**** RECORDS SHOWN

use thiserror::Error;

use reconcilers::redirects::RedirectError;
use reconcilers::template::TemplateError;

#[derive(Error, Debug)]
pub enum Error {
    #[error("SerializationError: {0}")]
    SerializationError(#[from] serde_json::Error),

    #[error("Kube Error: {0}")]
    KubeError(#[from] kube::Error),

    #[error("workspace kind not found")]
    WorkspaceKindNotFound(String),

    #[error("{option} {id:?} could not be resolved: {source}")]
    OptionNotResolvable {
        option: &'static str,
        id: String,
        source: RedirectError,
    },

    #[error(transparent)]
    TemplateError(#[from] TemplateError),

    #[error("Multiple {kind}s found for workspace {workspace}")]
    MultipleChildren {
        kind: String,
        workspace: String,
    },

    #[error("{kind} {name} exists but is not controlled by this workspace")]
    NotControlled { kind: &'static str, name: String },

    #[error("Object is missing key: {0}")]
    MissingObjectKey(&'static str),

    #[error("Status update conflicted with another writer")]
    Conflict,

    #[error("Activity probe failed: {0}")]
    ProbeFailed(String),

    #[error(transparent)]
    HttpError(#[from] reqwest::Error),

    #[error(transparent)]
    InvalidUrl(#[from] url::ParseError),
}

pub type Result<T, E = Error> = std::result::Result<T, E>;

impl Error {
    pub fn metric_label(&self) -> &'static str {
        match self {
            Error::SerializationError(_) => "SerializationError",
            Error::KubeError(_) => "KubeError",
            Error::WorkspaceKindNotFound(_) => "WorkspaceKindNotFound",
            Error::OptionNotResolvable { .. } => "OptionNotResolvable",
            Error::TemplateError(_) => "TemplateError",
            Error::MultipleChildren { .. } => "MultipleChildren",
            Error::NotControlled { .. } => "NotControlled",
            Error::MissingObjectKey(_) => "MissingObjectKey",
            Error::Conflict => "Conflict",
            Error::ProbeFailed(_) => "ProbeFailed",
            Error::HttpError(_) => "HttpError",
            Error::InvalidUrl(_) => "InvalidUrl",
        }
    }

    /// Errors that are caused by the objects we were given rather than the infrastructure, and belong in
    /// the workspace status
    pub fn is_dependency_error(&self) -> bool {
        matches!(
            self,
            Error::WorkspaceKindNotFound(_)
                | Error::OptionNotResolvable { .. }
                | Error::TemplateError(_)
                | Error::MultipleChildren { .. }
                | Error::NotControlled { .. }
        )
    }
}

pub(crate) fn is_conflict(err: &kube::Error) -> bool {
    matches!(err, kube::Error::Api(e) if e.code == 409)
}

pub(crate) fn is_not_found(err: &kube::Error) -> bool {
    matches!(err, kube::Error::Api(e) if e.code == 404)
}

pub mod controllers;

/// Log and trace integrations
pub mod telemetry;

/// Metrics
mod metrics;

pub use controllers::{ControllerConfig, State};
pub use metrics::Metrics;

/// Helpers shared by the controllers and the webhook
pub mod reconcilers;

/// CRDs
pub mod resources;

/// Admission webhook
pub mod webhook;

********

INSTRUCTIONS FOR THE TASK — With "NotControlled" as the search string, filter the records and return each line that has it.

WRITTEN RESPONSE —
    NotControlled { kind: &'static str, name: String },
            Error::NotControlled { .. } => "NotControlled",
                | Error::NotControlled { .. }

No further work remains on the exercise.